In this chapter, I explore some of these standard procedures, including: issues of competency; what constitutes insanity in criminal cases; what to do about people after they’re convicted (especially assessing how dangerous they’re likely to be); how to form an opinion about someone’s mental state at the time of their death after the death; and ways in which forensic psyhcologists can contribute to civil court cases.
Come on in!
Although psychologists had been popping up in courts around the world for over 100 years, only in 1962 did a US court formally accept that a psychologist (that is, someone without medical training, as opposed to a psychiatrist – I explain the differences between these professions in detail in Chapter 1) could testify about mental health issues. This decision rectified a situation in which many formal assessments about mental health were made by psychologists trained in the use of the tests outlined in Chapter 9, rather than medical doctors or psychiatrists. A psychiatrist or medical doctor then reported these procedures in court. It makes much more sense for the person who gave the test to report on the results than someone else doing it second hand.

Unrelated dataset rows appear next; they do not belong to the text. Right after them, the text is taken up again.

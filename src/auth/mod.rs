//! # Auth
//!
//! Account registration, password login and bearer-token authentication.
//! Passwords are stored as Argon2id hashes; access tokens are HS256 JWTs
//! valid for one hour.

pub mod crypto;
pub mod errors;
pub mod jwt;
pub mod service;
pub mod user;

pub use crypto::PasswordPolicy;
pub use errors::{AuthError, AuthResult};
pub use jwt::{JwtClaims, JwtConfig, JwtManager};
pub use service::{AuthService, AuthenticatedUser, LoginOutcome};
pub use user::{Credentials, PublicUser, User, UserDirectory, UserRepository};
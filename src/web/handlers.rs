//! HTTP handlers for the landing page and the scrape endpoint.

use crate::metrics::{encode_text, text_content_type};
use crate::web::router::AppState;
use axum::{
    extract::State,
    http::{header, StatusCode},
    response::{Html, IntoResponse, Response},
};
use tracing::{debug, error};

/// Run a fresh gather and render it in the text exposition format.
pub async fn metrics(State(state): State<AppState>) -> Response {
    let families = state.registry.gather().await;
    debug!(families = families.len(), "gathered metric families");

    match encode_text(&families) {
        Ok(body) => (
            StatusCode::OK,
            [(header::CONTENT_TYPE, text_content_type())],
            body,
        )
            .into_response(),
        Err(e) => {
            error!("Failed to encode metrics: {}", e);
            (StatusCode::INTERNAL_SERVER_ERROR, e.to_string()).into_response()
        }
    }
}

/// Static landing page linking to the metrics path.
pub async fn index(State(state): State<AppState>) -> Html<String> {
    Html(landing_page(&state.metrics_path))
}

fn landing_page(metrics_path: &str) -> String {
    format!(
        r#"<!DOCTYPE html>
<html lang="en">
<head>
    <meta charset="UTF-8">
    <title>DigitalOcean Exporter</title>
</head>
<body>
    <h1>DigitalOcean Exporter</h1>
    <p><a href="{path}">Metrics</a></p>
</body>
</html>
"#,
        path = metrics_path
    )
}
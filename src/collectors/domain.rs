//! Domains and their DNS records.
//!
//! Records are listed per domain, so one pass issues `1 + domains` calls.
//! All of them share a single deadline, and a failure in any of them
//! drops the whole pass.

use crate::api::CloudApi;
use crate::error::Result;
use crate::metrics::{Collector, Deadline, MetricDesc, Observation};
use std::sync::Arc;
use std::time::Duration;

const NAME: &str = "domain";
const RECORD_LABELS: &[&str] = &["id", "name", "type", "data", "domain"];

/// Exposes domain TTLs and DNS record attributes.
pub struct DomainCollector {
    api: Arc<dyn CloudApi>,
    timeout: Duration,

    ttl: Arc<MetricDesc>,
    record_port: Arc<MetricDesc>,
    record_priority: Arc<MetricDesc>,
    record_weight: Arc<MetricDesc>,
}

impl DomainCollector {
    /// Create a new collector; `timeout` bounds each collection pass.
    pub fn new(api: Arc<dyn CloudApi>, timeout: Duration) -> Result<Self> {
        Ok(Self {
            api,
            timeout,
            ttl: MetricDesc::gauge(
                "digitalocean_domain_ttl_seconds",
                "Seconds that clients can cache queried information before a refresh",
                &["name"],
            )?,
            record_port: MetricDesc::gauge(
                "digitalocean_domain_record_port",
                "The port for SRV records",
                RECORD_LABELS,
            )?,
            record_priority: MetricDesc::gauge(
                "digitalocean_domain_record_priority",
                "The priority for SRV and MX records",
                RECORD_LABELS,
            )?,
            record_weight: MetricDesc::gauge(
                "digitalocean_domain_record_weight",
                "The weight for SRV records",
                RECORD_LABELS,
            )?,
        })
    }
}

#[async_trait::async_trait]
impl Collector for DomainCollector {
    fn name(&self) -> &'static str {
        NAME
    }

    fn describe(&self) -> Vec<Arc<MetricDesc>> {
        vec![
            self.ttl.clone(),
            self.record_port.clone(),
            self.record_priority.clone(),
            self.record_weight.clone(),
        ]
    }

    async fn collect(&self) -> Vec<Observation> {
        let deadline = Deadline::after(self.timeout);
        let Some(domains) = deadline.run(NAME, self.api.list_domains()).await else {
            return Vec::new();
        };

        // Every record listing must succeed before anything is emitted.
        let mut listings = Vec::with_capacity(domains.len());
        for domain in &domains {
            let Some(records) = deadline
                .run(NAME, self.api.list_domain_records(&domain.name))
                .await
            else {
                return Vec::new();
            };
            listings.push((domain, records));
        }

        let mut out = Vec::new();
        for (domain, records) in &listings {
            out.push(self.ttl.observe(domain.ttl as f64, [domain.name.as_str()]));

            for record in records {
                let labels = [
                    record.id.as_str(),
                    record.name.as_str(),
                    record.record_type.as_str(),
                    record.data.as_str(),
                    domain.name.as_str(),
                ];
                out.push(
                    self.record_port
                        .observe(record.port.unwrap_or_default() as f64, labels),
                );
                out.push(
                    self.record_priority
                        .observe(record.priority.unwrap_or_default() as f64, labels),
                );
                out.push(
                    self.record_weight
                        .observe(record.weight.unwrap_or_default() as f64, labels),
                );
            }
        }

        out
    }
}

#[cfg(test)]
mod tests {
    use super::*;
    use crate::api::mock::MockApi;
    use crate::api::{Domain, DomainRecord};

    fn api() -> MockApi {
        MockApi {
            domains: vec![
                Domain {
                    name: "example.com".to_string(),
                    ttl: 1800,
                },
                Domain {
                    name: "example.org".to_string(),
                    ttl: 3600,
                },
            ],
            domain_records: vec![
                (
                    "example.com".to_string(),
                    DomainRecord {
                        id: "1".to_string(),
                        record_type: "MX".to_string(),
                        name: "@".to_string(),
                        data: "mail.example.com".to_string(),
                        priority: Some(10),
                        ttl: 1800,
                        ..Default::default()
                    },
                ),
                (
                    "example.com".to_string(),
                    DomainRecord {
                        id: "2".to_string(),
                        record_type: "SRV".to_string(),
                        name: "_sip._tcp".to_string(),
                        data: "sip.example.com".to_string(),
                        priority: Some(0),
                        port: Some(5060),
                        weight: Some(5),
                        ttl: 1800,
                    },
                ),
            ],
            ..Default::default()
        }
    }

    fn collector(api: MockApi) -> DomainCollector {
        DomainCollector::new(Arc::new(api), Duration::from_secs(1)).unwrap()
    }

    #[tokio::test]
    async fn test_domain_and_record_metrics() {
        let out = collector(api()).collect().await;

        // Two TTLs plus three metrics for each of two records.
        assert_eq!(out.len(), 2 + 3 * 2);

        let ttl: Vec<_> = out
            .iter()
            .filter(|o| o.desc.fq_name() == "digitalocean_domain_ttl_seconds")
            .map(|o| (o.label("name").unwrap(), o.value))
            .collect();
        assert_eq!(ttl, vec![("example.com", 1800.0), ("example.org", 3600.0)]);

        let port = out
            .iter()
            .find(|o| o.desc.fq_name() == "digitalocean_domain_record_port" && o.label("id") == Some("2"))
            .unwrap();
        assert_eq!(port.value, 5060.0);
        assert_eq!(port.label("type"), Some("SRV"));
        assert_eq!(port.label("domain"), Some("example.com"));

        let mx_port = out
            .iter()
            .find(|o| o.desc.fq_name() == "digitalocean_domain_record_port" && o.label("id") == Some("1"))
            .unwrap();
        assert_eq!(mx_port.value, 0.0);
    }

    #[tokio::test]
    async fn test_record_failure_yields_nothing() {
        let out = collector(api().failing("domain_record")).collect().await;
        assert!(out.is_empty());
    }

    #[tokio::test]
    async fn test_record_timeout_yields_nothing() {
        let collector = DomainCollector::new(
            Arc::new(api().stalled("domain_record")),
            Duration::from_millis(50),
        )
        .unwrap();

        let out = collector.collect().await;
        assert!(out.is_empty(), "emitted {} observations", out.len());
    }

    #[tokio::test]
    async fn test_domain_listing_failure_yields_nothing() {
        assert!(collector(api().failing("domain")).collect().await.is_empty());
    }
}
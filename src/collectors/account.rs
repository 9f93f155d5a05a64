//! Account limits and standing.

use crate::api::CloudApi;
use crate::collectors::bool_value;
use crate::error::Result;
use crate::metrics::{observe_states, Collector, Deadline, MetricDesc, Observation, StateSet};
use std::sync::Arc;
use std::time::Duration;

const NAME: &str = "account";

#[derive(Debug, Clone, Copy, PartialEq, Eq)]
pub enum AccountStatus {
    Active,
    Warning,
    Locked,
}

impl StateSet for AccountStatus {
    const LABEL: &'static str = "status";
    const ALL: &'static [Self] = &[
        AccountStatus::Active,
        AccountStatus::Warning,
        AccountStatus::Locked,
    ];

    fn as_str(&self) -> &'static str {
        match self {
            AccountStatus::Active => "active",
            AccountStatus::Warning => "warning",
            AccountStatus::Locked => "locked",
        }
    }
}

/// Exposes account limits and standing.
pub struct AccountCollector {
    api: Arc<dyn CloudApi>,
    timeout: Duration,

    active: Arc<MetricDesc>,
    status: Arc<MetricDesc>,
    droplet_limit: Arc<MetricDesc>,
    floating_ip_limit: Arc<MetricDesc>,
    volume_limit: Arc<MetricDesc>,
    verified: Arc<MetricDesc>,
}

impl AccountCollector {
    /// Create a new collector; `timeout` bounds each collection pass.
    pub fn new(api: Arc<dyn CloudApi>, timeout: Duration) -> Result<Self> {
        Ok(Self {
            api,
            timeout,
            active: MetricDesc::gauge(
                "digitalocean_account_active",
                "If 1 the account is active, 0 otherwise",
                &[],
            )?,
            status: MetricDesc::state_set::<AccountStatus>(
                "digitalocean_account_status",
                "Account status, 1 for the current state and 0 for every other state",
                &[],
            )?,
            droplet_limit: MetricDesc::gauge(
                "digitalocean_account_droplet_limit",
                "The maximum number of droplets you can use",
                &[],
            )?,
            floating_ip_limit: MetricDesc::gauge(
                "digitalocean_account_floating_ip_limit",
                "The maximum number of floating ips you can use",
                &[],
            )?,
            volume_limit: MetricDesc::gauge(
                "digitalocean_account_volume_limit",
                "The maximum number of volumes you can use",
                &[],
            )?,
            verified: MetricDesc::gauge(
                "digitalocean_account_verified",
                "1 if your email address was verified",
                &[],
            )?,
        })
    }
}

#[async_trait::async_trait]
impl Collector for AccountCollector {
    fn name(&self) -> &'static str {
        NAME
    }

    fn describe(&self) -> Vec<Arc<MetricDesc>> {
        vec![
            self.active.clone(),
            self.status.clone(),
            self.droplet_limit.clone(),
            self.floating_ip_limit.clone(),
            self.volume_limit.clone(),
            self.verified.clone(),
        ]
    }

    async fn collect(&self) -> Vec<Observation> {
        let deadline = Deadline::after(self.timeout);
        let Some(account) = deadline.run(NAME, self.api.account()).await else {
            return Vec::new();
        };

        let none: [&str; 0] = [];
        let status = AccountStatus::parse(&account.status);
        let mut out = Vec::with_capacity(8);

        out.push(
            self.active
                .observe(bool_value(status == Some(AccountStatus::Active)), none),
        );
        observe_states(&self.status, &[], status, &mut out);
        out.push(self.droplet_limit.observe(account.droplet_limit as f64, none));
        out.push(
            self.floating_ip_limit
                .observe(account.floating_ip_limit as f64, none),
        );
        out.push(self.volume_limit.observe(account.volume_limit as f64, none));
        out.push(self.verified.observe(bool_value(account.email_verified), none));

        out
    }
}
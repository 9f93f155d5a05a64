//! Block storage volumes.

use crate::api::CloudApi;
use crate::collectors::GIB;
use crate::error::Result;
use crate::metrics::{Collector, Deadline, MetricDesc, Observation};
use std::sync::Arc;
use std::time::Duration;

const NAME: &str = "volume";
const LABELS: &[&str] = &["id", "name", "region"];

/// Exposes volume sizes and attachments.
pub struct VolumeCollector {
    api: Arc<dyn CloudApi>,
    timeout: Duration,

    size: Arc<MetricDesc>,
    droplets: Arc<MetricDesc>,
}

impl VolumeCollector {
    /// Create a new collector; `timeout` bounds each collection pass.
    pub fn new(api: Arc<dyn CloudApi>, timeout: Duration) -> Result<Self> {
        Ok(Self {
            api,
            timeout,
            size: MetricDesc::gauge(
                "digitalocean_volume_size_bytes",
                "Volume's size in bytes",
                LABELS,
            )?,
            droplets: MetricDesc::gauge(
                "digitalocean_volume_droplets",
                "The number of droplets the volume is attached to",
                LABELS,
            )?,
        })
    }
}

#[async_trait::async_trait]
impl Collector for VolumeCollector {
    fn name(&self) -> &'static str {
        NAME
    }

    fn describe(&self) -> Vec<Arc<MetricDesc>> {
        vec![self.size.clone(), self.droplets.clone()]
    }

    async fn collect(&self) -> Vec<Observation> {
        let deadline = Deadline::after(self.timeout);
        let Some(volumes) = deadline.run(NAME, self.api.list_volumes()).await else {
            return Vec::new();
        };

        let mut out = Vec::with_capacity(volumes.len() * 2);
        for volume in &volumes {
            let labels = [
                volume.id.as_str(),
                volume.name.as_str(),
                volume.region.slug.as_str(),
            ];
            out.push(self.size.observe(volume.size_gigabytes * GIB, labels));
            out.push(
                self.droplets
                    .observe(volume.droplet_ids.len() as f64, labels),
            );
        }

        out
    }
}
//! DigitalOcean API client adapter.
//!
//! Collectors only see the [`CloudApi`] trait. Each listing returns the
//! complete inventory for its resource type, with pagination already
//! resolved. Dropping a returned future cancels the in-flight request.

pub mod client;
pub mod types;

#[cfg(any(test, feature = "test-util"))]
pub mod mock;

pub use client::DigitalOceanClient;
pub use types::{
    Account, Domain, DomainRecord, Droplet, DropletRef, FloatingIp, Image, Key, LoadBalancer,
    Region, Size, Snapshot, Volume,
};

use crate::error::Result;

/// Typed listing operations against the DigitalOcean API.
#[async_trait::async_trait]
pub trait CloudApi: Send + Sync {
    /// Fetch the account the token belongs to.
    async fn account(&self) -> Result<Account>;

    /// List every droplet.
    async fn list_droplets(&self) -> Result<Vec<Droplet>>;

    /// List every block storage volume.
    async fn list_volumes(&self) -> Result<Vec<Volume>>;

    /// List every load balancer.
    async fn list_load_balancers(&self) -> Result<Vec<LoadBalancer>>;

    /// List every domain managed by DigitalOcean DNS.
    async fn list_domains(&self) -> Result<Vec<Domain>>;

    /// List the DNS records of a single domain.
    async fn list_domain_records(&self, domain: &str) -> Result<Vec<DomainRecord>>;

    /// List the account's private images.
    async fn list_images(&self) -> Result<Vec<Image>>;

    /// List the SSH keys registered with the account.
    async fn list_keys(&self) -> Result<Vec<Key>>;

    /// List every droplet and volume snapshot.
    async fn list_snapshots(&self) -> Result<Vec<Snapshot>>;

    /// List every floating IPv4 address.
    async fn list_floating_ips(&self) -> Result<Vec<FloatingIp>>;
}
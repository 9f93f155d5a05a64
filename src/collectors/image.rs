//! Private images, one series per image and region.

use crate::api::CloudApi;
use crate::collectors::{regions_or_blank, GIB};
use crate::error::Result;
use crate::metrics::{Collector, Deadline, MetricDesc, Observation};
use std::sync::Arc;
use std::time::Duration;

const NAME: &str = "image";
const LABELS: &[&str] = &["id", "name", "region", "type", "distribution"];

/// Exposes private image sizes.
pub struct ImageCollector {
    api: Arc<dyn CloudApi>,
    timeout: Duration,

    min_disk_size: Arc<MetricDesc>,
    size: Arc<MetricDesc>,
}

impl ImageCollector {
    /// Create a new collector; `timeout` bounds each collection pass.
    pub fn new(api: Arc<dyn CloudApi>, timeout: Duration) -> Result<Self> {
        Ok(Self {
            api,
            timeout,
            min_disk_size: MetricDesc::gauge(
                "digitalocean_image_min_disk_size_bytes",
                "Minimum disk size for an image, in bytes",
                LABELS,
            )?,
            size: MetricDesc::gauge(
                "digitalocean_image_size_bytes",
                "Size of the image, in bytes",
                LABELS,
            )?,
        })
    }
}

#[async_trait::async_trait]
impl Collector for ImageCollector {
    fn name(&self) -> &'static str {
        NAME
    }

    fn describe(&self) -> Vec<Arc<MetricDesc>> {
        vec![self.min_disk_size.clone(), self.size.clone()]
    }

    async fn collect(&self) -> Vec<Observation> {
        let deadline = Deadline::after(self.timeout);
        let Some(images) = deadline.run(NAME, self.api.list_images()).await else {
            return Vec::new();
        };

        let mut out = Vec::new();
        for image in &images {
            for region in regions_or_blank(&image.regions) {
                let labels = [
                    image.id.as_str(),
                    image.name.as_str(),
                    region,
                    image.image_type.as_str(),
                    image.distribution.as_str(),
                ];
                out.push(
                    self.min_disk_size
                        .observe(image.min_disk_size as f64 * GIB, labels),
                );
                out.push(self.size.observe(image.size_gigabytes * GIB, labels));
            }
        }

        out
    }
}
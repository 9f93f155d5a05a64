//! reqwest-backed implementation of [`CloudApi`].

use crate::api::types::*;
use crate::api::CloudApi;
use crate::error::{ExporterError, Result};
use reqwest::Client;
use serde::de::DeserializeOwned;
use serde::Deserialize;
use tracing::debug;

/// Public DigitalOcean API endpoint.
pub const DEFAULT_BASE_URL: &str = "https://api.digitalocean.com/v2";

/// Largest page size the API accepts.
const PER_PAGE: u32 = 200;

/// Upper bound on pages fetched for a single listing.
pub const DEFAULT_MAX_PAGES: u32 = 500;

/// Pagination links attached to every listing response.
#[derive(Debug, Default, Deserialize)]
struct Links {
    #[serde(default)]
    pages: Option<Pages>,
}

#[derive(Debug, Default, Deserialize)]
struct Pages {
    #[serde(default)]
    next: Option<String>,
}

/// Error body returned with non-2xx responses.
#[derive(Debug, Deserialize)]
struct ErrorBody {
    #[serde(default)]
    id: String,
    #[serde(default)]
    message: String,
}

/// Move a top-level field out of a response body, `Null` when absent.
fn take_field(json: &mut serde_json::Value, key: &str) -> serde_json::Value {
    json.get_mut(key)
        .map(serde_json::Value::take)
        .unwrap_or(serde_json::Value::Null)
}

/// Authenticated client for the DigitalOcean v2 API.
#[derive(Debug, Clone)]
pub struct DigitalOceanClient {
    token: String,
    base_url: String,
    max_pages: u32,
    client: Client,
}

impl DigitalOceanClient {
    /// Create a client for the public API endpoint.
    pub fn new(token: impl Into<String>) -> Result<Self> {
        Self::with_base_url(token, DEFAULT_BASE_URL)
    }

    /// Create a client against a custom endpoint.
    pub fn with_base_url(token: impl Into<String>, base_url: impl Into<String>) -> Result<Self> {
        let client = Client::builder()
            .user_agent(concat!("digitalocean_exporter/", env!("CARGO_PKG_VERSION")))
            .build()?;

        Ok(Self {
            token: token.into(),
            base_url: base_url.into().trim_end_matches('/').to_string(),
            max_pages: DEFAULT_MAX_PAGES,
            client,
        })
    }

    /// Limit how many pages a single listing may span.
    pub fn with_max_pages(mut self, max_pages: u32) -> Self {
        self.max_pages = max_pages.max(1);
        self
    }

    /// Issue one authenticated GET and decode the JSON body.
    async fn get_json(&self, path: &str, page: Option<u32>) -> Result<serde_json::Value> {
        let url = format!("{}{}", self.base_url, path);
        let mut request = self.client.get(&url).bearer_auth(&self.token);
        if let Some(page) = page {
            request = request.query(&[("page", page), ("per_page", PER_PAGE)]);
        }

        let response = request.send().await?;
        let status = response.status();
        let body = response.text().await?;

        if !status.is_success() {
            return Err(match serde_json::from_str::<ErrorBody>(&body) {
                Ok(error) => ExporterError::api_error(status.as_u16(), error.id, error.message),
                Err(_) => ExporterError::api_error(status.as_u16(), "unknown", body),
            });
        }

        Ok(serde_json::from_str(&body)?)
    }

    /// Fetch a single object stored under `key`.
    async fn get_object<T: DeserializeOwned>(&self, path: &str, key: &str) -> Result<T> {
        let mut json = self.get_json(path, None).await?;
        Ok(serde_json::from_value(take_field(&mut json, key))?)
    }

    /// Walk every page of a listing, collecting the items stored under `key`.
    async fn list_all<T: DeserializeOwned>(&self, path: &str, key: &str) -> Result<Vec<T>> {
        let mut items = Vec::new();
        let mut page = 1;

        loop {
            let mut json = self.get_json(path, Some(page)).await?;

            let batch: Vec<T> = match take_field(&mut json, key) {
                serde_json::Value::Null => Vec::new(),
                value => serde_json::from_value(value)?,
            };
            // An empty page ends the listing whatever the links say.
            if batch.is_empty() {
                break;
            }
            items.extend(batch);

            let links: Links = match take_field(&mut json, "links") {
                serde_json::Value::Null => Links::default(),
                value => serde_json::from_value(value)?,
            };
            let has_next = links
                .pages
                .and_then(|pages| pages.next)
                .is_some_and(|next| !next.is_empty());
            if !has_next {
                break;
            }
            if page >= self.max_pages {
                return Err(ExporterError::pagination_error(format!(
                    "{} still has pages after {} requests",
                    path, self.max_pages
                )));
            }
            page += 1;
        }

        debug!(path, count = items.len(), pages = page, "listed resources");
        Ok(items)
    }
}

#[async_trait::async_trait]
impl CloudApi for DigitalOceanClient {
    async fn account(&self) -> Result<Account> {
        self.get_object("/account", "account").await
    }

    async fn list_droplets(&self) -> Result<Vec<Droplet>> {
        self.list_all("/droplets", "droplets").await
    }

    async fn list_volumes(&self) -> Result<Vec<Volume>> {
        self.list_all("/volumes", "volumes").await
    }

    async fn list_load_balancers(&self) -> Result<Vec<LoadBalancer>> {
        self.list_all("/load_balancers", "load_balancers").await
    }

    async fn list_domains(&self) -> Result<Vec<Domain>> {
        self.list_all("/domains", "domains").await
    }

    async fn list_domain_records(&self, domain: &str) -> Result<Vec<DomainRecord>> {
        self.list_all(&format!("/domains/{}/records", domain), "domain_records")
            .await
    }

    async fn list_images(&self) -> Result<Vec<Image>> {
        // Public distribution images are not part of the account inventory.
        self.list_all("/images?private=true", "images").await
    }

    async fn list_keys(&self) -> Result<Vec<Key>> {
        self.list_all("/account/keys", "ssh_keys").await
    }

    async fn list_snapshots(&self) -> Result<Vec<Snapshot>> {
        self.list_all("/snapshots", "snapshots").await
    }

    async fn list_floating_ips(&self) -> Result<Vec<FloatingIp>> {
        self.list_all("/floating_ips", "floating_ips").await
    }
}
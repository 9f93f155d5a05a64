//! Droplet and volume snapshots, one series per snapshot and region.

use crate::api::CloudApi;
use crate::collectors::{regions_or_blank, GIB};
use crate::error::Result;
use crate::metrics::{Collector, Deadline, MetricDesc, Observation};
use std::sync::Arc;
use std::time::Duration;

const NAME: &str = "snapshot";
const LABELS: &[&str] = &["id", "name", "region", "resource_id", "resource_type"];

/// Exposes snapshot sizes.
pub struct SnapshotCollector {
    api: Arc<dyn CloudApi>,
    timeout: Duration,

    min_disk_size: Arc<MetricDesc>,
    size: Arc<MetricDesc>,
}

impl SnapshotCollector {
    /// Create a new collector; `timeout` bounds each collection pass.
    pub fn new(api: Arc<dyn CloudApi>, timeout: Duration) -> Result<Self> {
        Ok(Self {
            api,
            timeout,
            min_disk_size: MetricDesc::gauge(
                "digitalocean_snapshot_min_disk_size_bytes",
                "Minimum disk size for a droplet to run this snapshot on in bytes",
                LABELS,
            )?,
            size: MetricDesc::gauge(
                "digitalocean_snapshot_size_bytes",
                "Snapshot's size in bytes",
                LABELS,
            )?,
        })
    }
}

#[async_trait::async_trait]
impl Collector for SnapshotCollector {
    fn name(&self) -> &'static str {
        NAME
    }

    fn describe(&self) -> Vec<Arc<MetricDesc>> {
        vec![self.min_disk_size.clone(), self.size.clone()]
    }

    async fn collect(&self) -> Vec<Observation> {
        let deadline = Deadline::after(self.timeout);
        let Some(snapshots) = deadline.run(NAME, self.api.list_snapshots()).await else {
            return Vec::new();
        };

        let mut out = Vec::new();
        for snapshot in &snapshots {
            for region in regions_or_blank(&snapshot.regions) {
                let labels = [
                    snapshot.id.as_str(),
                    snapshot.name.as_str(),
                    region,
                    snapshot.resource_id.as_str(),
                    snapshot.resource_type.as_str(),
                ];
                out.push(
                    self.min_disk_size
                        .observe(snapshot.min_disk_size as f64 * GIB, labels),
                );
                out.push(self.size.observe(snapshot.size_gigabytes * GIB, labels));
            }
        }

        out
    }
}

Assessing Insanity Pleas in Court
Forensic psychologists may be called as expert court witnesses to provide testimony concerning a defendant’s claim of insanity. Other professionals, especially psychiatrists are likely to be called as well. Whether it’s a psychiatrist or a psychologist will vary from place to place, depending sometimes on who happens to be available.
Forensic psychologists face certain particular problems when giving evidence in court arising from the fact that they’re assessing a person rather than an object. Crucially, as a court expert, the forensic psychologist is a privileged witness who’s allowed to offer an opinion rather than just the facts as he knows them.
Legal casebooks are full of defendants who exhibit the most bizarre behaviour even when giving evidence in court (behaviour that most people would agree indicates that they’re obviously mad) but who are still found guilty and whom the courts don’t classify as insane. I touch on this subject briefly in Chapter 2, but because it’s the starting point for a lot of forensic psychology advice to the courts, I examine the issue more closely in this section.
Forensic psychologists may be required to provide some sort of psychological assessment of the defendant at three broad stages in the legal process:
Before the trial,
when issues of the person’s competence to stand trial are considered.
During the trial,
when the issue of the defendant’s mental state at the time of the crime may be significant.